PROVIDED INFORMATION »
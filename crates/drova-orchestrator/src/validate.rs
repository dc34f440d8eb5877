//! Credential check for a fresh install

use thiserror::Error;

use drova_core::config::ShadowDefenderConfig;
use drova_core::error::RemoteError;
use drova_core::traits::RemoteShell;
use drova_remote::commands::{ShadowAction, ShadowDefenderCli};

use crate::provision::SHADOW_DEFENDER_BAD_PASSWORD;

/// Small file every Windows install has, read to prove SFTP works
pub const PROBE_FILE: &str = r"C:\Windows\System32\drivers\etc\hosts";

#[derive(Error, Debug)]
pub enum ValidationError {
    #[error("Remote machine check failed: {0}")]
    Remote(#[from] RemoteError),

    #[error("Shadow Defender rejected the password")]
    ShadowDefenderPassword,

    #[error("{0} is empty, file transfer is not working")]
    EmptyProbeFile(&'static str),
}

/// Check the Shadow Defender password and SFTP access on the machine
pub async fn validate_credentials(
    shell: &dyn RemoteShell,
    shadow: &ShadowDefenderConfig,
) -> Result<(), ValidationError> {
    let output = shell
        .run(&ShadowDefenderCli::new(shadow, &[ShadowAction::List]).to_string())
        .await?;
    if output.stdout_text().contains(SHADOW_DEFENDER_BAD_PASSWORD) {
        return Err(ValidationError::ShadowDefenderPassword);
    }
    tracing::info!("Shadow Defender password accepted");

    let contents = shell.read_file(PROBE_FILE).await?;
    if contents.is_empty() {
        return Err(ValidationError::EmptyProbeFile(PROBE_FILE));
    }
    tracing::info!("SFTP access works ({} bytes read)", contents.len());

    Ok(())
}
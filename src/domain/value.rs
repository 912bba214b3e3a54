//! The variant type backing `Reading` and `SystemState` values (spec.md
//! §3, design note in §9: "Implementers SHOULD define a closed enum/tagged
//! union... Unknown keys become warnings, not silent bags").

use serde::{Deserialize, Serialize};
use std::collections::BTreeMap;

/// A single published value. Mirrors the `Scalar|List<Scalar>|Mapping`
/// shape from spec.md §3.
#[derive(Debug, Clone, PartialEq, Serialize, Deserialize)]
#[serde(untagged)]
pub enum Value {
    Number(f64),
    Int(i64),
    Bool(bool),
    Text(String),
    NumList(Vec<f64>),
    Mapping(BTreeMap<String, Value>),
}

impl Value {
    /// Numeric projection used by the filter and by derived-field math;
    /// `None` for non-numeric variants.
    pub fn as_f64(&self) -> Option<f64> {
        match self {
            Value::Number(n) => Some(*n),
            Value::Int(n) => Some(*n as f64),
            Value::Bool(b) => Some(if *b { 1.0 } else { 0.0 }),
            _ => None,
        }
    }

    pub fn as_text(&self) -> Option<&str> {
        match self {
            Value::Text(s) => Some(s),
            _ => None,
        }
    }
}

impl From<f64> for Value {
    fn from(v: f64) -> Self {
        Value::Number(v)
    }
}

impl From<i64> for Value {
    fn from(v: i64) -> Self {
        Value::Int(v)
    }
}

impl From<bool> for Value {
    fn from(v: bool) -> Self {
        Value::Bool(v)
    }
}

impl From<String> for Value {
    fn from(v: String) -> Self {
        Value::Text(v)
    }
}

impl From<&str> for Value {
    fn from(v: &str) -> Self {
        Value::Text(v.to_string())
    }
}
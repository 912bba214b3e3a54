//! Dedicated persistence writer task (spec.md §5: "the persistence store
//! is single-writer; the aggregator thread schedules writes via a
//! dedicated writer worker"). Decouples blocking SQLite I/O from the
//! aggregator's per-Reading hot path. Writes are applied in the order
//! they're received, which preserves the ordering-by-snapshot-version
//! guarantee as long as the aggregator enqueues them in merge order.

use super::{DailySummary, PersistenceStore, PowerHistoryRow};
use crate::domain::SystemState;
use chrono::{DateTime, NaiveDate, Utc};
use std::sync::Arc;
use std::time::Duration;
use tokio::sync::mpsc;

const RETENTION_SWEEP_INTERVAL: Duration = Duration::from_secs(3600);

pub enum PersistenceJob {
    PowerSnapshot {
        wall_ts: DateTime<Utc>,
        row: PowerHistoryRow,
    },
    StateSnapshot {
        wall_ts: DateTime<Utc>,
        state: Arc<SystemState>,
    },
    DailyRollup {
        date: NaiveDate,
        summary: DailySummary,
    },
}

/// Spawns the writer loop: applies queued jobs and runs the retention
/// sweep on a fixed hourly timer, independent of job traffic.
pub fn spawn(store: PersistenceStore) -> (mpsc::Sender<PersistenceJob>, tokio::task::JoinHandle<()>) {
    let (tx, mut rx) = mpsc::channel::<PersistenceJob>(64);
    let handle = tokio::spawn(async move {
        let mut sweep = tokio::time::interval(RETENTION_SWEEP_INTERVAL);
        sweep.tick().await; // first tick fires immediately; don't sweep on startup
        loop {
            tokio::select! {
                job = rx.recv() => {
                    let Some(job) = job else { break };
                    if let Err(e) = apply(&store, job).await {
                        tracing::warn!(error = %e, "persistence write failed");
                    }
                }
                _ = sweep.tick() => {
                    match store.sweep_retention(Utc::now()).await {
                        Ok(0) => {}
                        Ok(deleted) => tracing::debug!(deleted, "retention sweep removed stale rows"),
                        Err(e) => tracing::warn!(error = %e, "retention sweep failed"),
                    }
                }
            }
        }
    });
    (tx, handle)
}

async fn apply(store: &PersistenceStore, job: PersistenceJob) -> Result<(), crate::error::PersistenceError> {
    match job {
        PersistenceJob::PowerSnapshot { wall_ts, row } => store.insert_power_snapshot(wall_ts, row).await,
        PersistenceJob::StateSnapshot { wall_ts, state } => store.insert_state_snapshot(wall_ts, &state).await,
        PersistenceJob::DailyRollup { date, summary } => store.upsert_daily_summary(date, summary).await,
    }
}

EXERCISE OBJECTIVE »
Retype the entries exactly from the first line, stopping after the line with "use drova_core::traits::RemoteShell;".

OUTPUT OF THE EXERCISE »
filename crates/drova-orchestrator/src/validate.rs
repository dc34f440d8eb5877
//! Credential check for a fresh install

use thiserror::Error;

use drova_core::config::ShadowDefenderConfig;
use drova_core::error::RemoteError;
use drova_core::traits::RemoteShell;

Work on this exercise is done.